Abstract Background Eosinophilic granulomatosis with polyangiitis (EGPA) is an anti-neutrophil antibody (ANCA)-associated necrotizing vasculitis, which predominantly affects small to medium vessels, and is associated with asthma and eosinophilia. EGPA has two different pathogenic aspects: eosinophilic granulomatous inflammation and ANCA-associated inflammation. A recent histological study of peripheral nerves showed that not only ANCA-associated inflammation but also eosinophil-associated vascular occlusion leads to ischemia. Endobronchial involvement is relatively common especially in the patients with granulomatosis with polyangiitis but rare in patients with EGPA. Central nervous system (CNS) involvement is also rare in patients with EGPA, the pathogenesis and relationship between these two rare conditions have not been elucidated.

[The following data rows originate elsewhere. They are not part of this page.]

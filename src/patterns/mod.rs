pub mod egress;
pub mod phi;

pub use egress::{all_egress_detectors, data_type_probes, guess_method, EgressDetector};
pub use phi::{all_detectors, Category, PhiDetector};
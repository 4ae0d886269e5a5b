// This Source Code Form is subject to the terms of the Mozilla Public
// License, v. 2.0. If a copy of the MPL was not distributed with this
// file, You can obtain one at https://mozilla.org/MPL/2.0/.

//! C6 — the slotted (Type-B) multi-touch emitter.
//!
//! Type-B devices carry contact identity across reports via `ABS_MT_SLOT`
//! and `ABS_MT_TRACKING_ID`. Each operation emits its events immediately;
//! `commit` only flushes `SYN_REPORT`.

use log::warn;
use uinput_sys::*;

use crate::contacts::ContactState;
use crate::device::DeviceState;
use crate::event::write_event;

pub fn down(state: &mut DeviceState, slot: usize, x: i32, y: i32, pressure: i32) -> bool {
    if slot >= state.max_contacts {
        return false;
    }

    if !state.contacts.get(slot).is_idle() {
        panic_reset_all(state);
    }

    let tracking_id = state.mint_tracking_id();
    {
        let contact = state.contacts.get_mut(slot);
        contact.state = ContactState::Down;
        contact.tracking_id = tracking_id;
        contact.x = x;
        contact.y = y;
        contact.pressure = pressure;
    }
    state.active_contacts += 1;

    let fd = state.fd();
    emit(fd, EV_ABS, ABS_MT_SLOT, slot as i32);
    emit(fd, EV_ABS, ABS_MT_TRACKING_ID, tracking_id);

    if state.has_key_btn_touch && state.active_contacts == 1 {
        emit(fd, EV_KEY, BTN_TOUCH, 1);
    }
    if state.has_touch_major {
        emit(fd, EV_ABS, ABS_MT_TOUCH_MAJOR, 0x06);
    }
    if state.has_width_major {
        emit(fd, EV_ABS, ABS_MT_WIDTH_MAJOR, 0x04);
    }
    if state.has_pressure {
        emit(fd, EV_ABS, ABS_MT_PRESSURE, pressure);
    }
    emit(fd, EV_ABS, ABS_MT_POSITION_X, x);
    emit(fd, EV_ABS, ABS_MT_POSITION_Y, y);

    true
}

pub fn move_to(state: &mut DeviceState, slot: usize, x: i32, y: i32, pressure: i32) -> bool {
    if slot >= state.max_contacts || state.contacts.get(slot).is_idle() {
        return false;
    }

    {
        let contact = state.contacts.get_mut(slot);
        contact.x = x;
        contact.y = y;
        contact.pressure = pressure;
    }

    let fd = state.fd();
    emit(fd, EV_ABS, ABS_MT_SLOT, slot as i32);
    if state.has_touch_major {
        emit(fd, EV_ABS, ABS_MT_TOUCH_MAJOR, 0x06);
    }
    if state.has_width_major {
        emit(fd, EV_ABS, ABS_MT_WIDTH_MAJOR, 0x04);
    }
    if state.has_pressure {
        emit(fd, EV_ABS, ABS_MT_PRESSURE, pressure);
    }
    emit(fd, EV_ABS, ABS_MT_POSITION_X, x);
    emit(fd, EV_ABS, ABS_MT_POSITION_Y, y);

    true
}

pub fn up(state: &mut DeviceState, slot: usize) -> bool {
    if slot >= state.max_contacts || state.contacts.get(slot).is_idle() {
        return false;
    }

    state.contacts.get_mut(slot).state = ContactState::Idle;
    state.active_contacts -= 1;

    let fd = state.fd();
    emit(fd, EV_ABS, ABS_MT_SLOT, slot as i32);
    emit(fd, EV_ABS, ABS_MT_TRACKING_ID, -1);

    if state.has_key_btn_touch && state.active_contacts == 0 {
        emit(fd, EV_KEY, BTN_TOUCH, 0);
    }

    true
}

pub fn panic_reset_all(state: &mut DeviceState) {
    let fd = state.fd();
    let mut changed = false;

    for slot in 0..state.max_contacts {
        if !state.contacts.get(slot).is_idle() {
            state.contacts.get_mut(slot).state = ContactState::Idle;
            state.active_contacts = state.active_contacts.saturating_sub(1);
            emit(fd, EV_ABS, ABS_MT_SLOT, slot as i32);
            emit(fd, EV_ABS, ABS_MT_TRACKING_ID, -1);
            changed = true;
        }
    }

    if state.has_key_btn_touch && changed {
        emit(fd, EV_KEY, BTN_TOUCH, 0);
    }

    if changed {
        emit(fd, EV_SYN, SYN_REPORT, 0);
    }
}

pub fn commit(state: &mut DeviceState) {
    let fd = state.fd();
    emit(fd, EV_SYN, SYN_REPORT, 0);
}

fn emit(fd: std::os::unix::io::RawFd, kind: u32, code: u32, value: i32) {
    if let Err(e) = write_event(fd, kind as u16, code as u16, value) {
        warn!("short or failed device write: {e}");
    }
}

#[cfg(test)]
mod tests {
    use super::*;
    use crate::device::tests_support::test_device_state;

    #[test]
    fn down_on_out_of_range_slot_is_rejected() {
        let mut state = test_device_state(true, 5);
        assert!(!down(&mut state, 99, 0, 0, 0));
        assert_eq!(state.active_contacts, 0);
    }

    #[test]
    fn move_or_up_on_idle_slot_is_a_no_op() {
        let mut state = test_device_state(true, 5);
        assert!(!move_to(&mut state, 0, 10, 10, 10));
        assert!(!up(&mut state, 0));
        assert!(state.contacts.get(0).is_idle());
    }

    #[test]
    fn tracking_ids_are_strictly_increasing_across_downs() {
        let mut state = test_device_state(true, 5);
        assert!(down(&mut state, 0, 0, 0, 0));
        let first_id = state.contacts.get(0).tracking_id;
        assert!(up(&mut state, 0));
        assert!(down(&mut state, 1, 0, 0, 0));
        let second_id = state.contacts.get(1).tracking_id;
        assert!(second_id > first_id);
    }

    #[test]
    fn two_finger_pinch_tracks_active_count() {
        let mut state = test_device_state(true, 5);
        assert!(down(&mut state, 0, 100, 100, 50));
        assert!(down(&mut state, 1, 900, 1800, 50));
        commit(&mut state);
        assert_eq!(state.active_contacts, 2);

        assert!(move_to(&mut state, 0, 200, 200, 60));
        assert!(move_to(&mut state, 1, 800, 1700, 60));
        commit(&mut state);
        assert_eq!(state.active_contacts, 2);

        assert!(up(&mut state, 0));
        assert!(up(&mut state, 1));
        commit(&mut state);
        assert_eq!(state.active_contacts, 0);
    }

    #[test]
    fn overlapping_down_panic_resets_before_reaccepting() {
        let mut state = test_device_state(true, 5);
        assert!(down(&mut state, 0, 100, 100, 50));
        commit(&mut state);
        assert_eq!(state.active_contacts, 1);
        let first_id = state.contacts.get(0).tracking_id;

        assert!(down(&mut state, 0, 200, 200, 50));
        commit(&mut state);
        assert_eq!(state.active_contacts, 1);
        let second_id = state.contacts.get(0).tracking_id;
        assert!(second_id > first_id);
    }

    #[test]
    fn panic_reset_is_idempotent() {
        let mut state = test_device_state(true, 5);
        assert!(down(&mut state, 0, 1, 1, 1));
        panic_reset_all(&mut state);
        assert_eq!(state.active_contacts, 0);
        // second reset sees an already-idle table: no further state change.
        panic_reset_all(&mut state);
        assert_eq!(state.active_contacts, 0);
    }
}
// This Source Code Form is subject to the terms of the Mozilla Public
// License, v. 2.0. If a copy of the MPL was not distributed with this
// file, You can obtain one at https://mozilla.org/MPL/2.0/.

//! C1 — serializing a single kernel input event to the device file.

use std::io;
use std::os::unix::io::RawFd;

use libc::timeval;
use uinput_sys::input_event;

/// Writes one `input_event` record to `fd`, matching the kernel's
/// `struct input_event` byte-for-byte: a zeroed timestamp (the kernel fills
/// it in) followed by `type`, `code`, `value`.
///
/// A single `write(2)` call carries the whole record. Anything other than
/// writing the full `size_of::<input_event>()` bytes is reported as a
/// failure — there is no retry and no partial-write recovery, matching the
/// upstream C implementation this is translated from.
pub fn write_event(fd: RawFd, kind: u16, code: u16, value: i32) -> io::Result<()> {
    let event = input_event {
        time: timeval {
            tv_sec: 0,
            tv_usec: 0,
        },
        kind,
        code,
        value,
    };

    let len = std::mem::size_of::<input_event>();
    let ptr = (&event as *const input_event).cast::<libc::c_void>();

    let written = unsafe { libc::write(fd, ptr, len) };

    if written < 0 {
        return Err(io::Error::last_os_error());
    }
    if written as usize != len {
        return Err(io::Error::new(
            io::ErrorKind::WriteZero,
            format!("short write: wrote {written} of {len} bytes"),
        ));
    }
    Ok(())
}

Case presentation A 62-year-old woman was admitted with numbness, purpura, and eosinophilia. She had a 3-year-history of bronchial asthma. Chest computed tomography showed left lower lobe collapse, and brain magnetic resonance imaging indicated occipital lobe infarction. Skin biopsy findings led to the diagnosis of EGPA. ANCA test results were negative. All symptoms improved after initiating glucocorticoids. However, atelectasis and brain infarction relapsed with increasing eosinophil counts. Atelectasis quickly disappeared with increasing glucocorticoid dose, and glucocorticoid could be reduced to a maintenance dose after the initiation of mepolizumab. Conclusion Both atelectasis and brain infarction might develop not only via ANCA-associated inflammation but also via eosinophilic inflammation.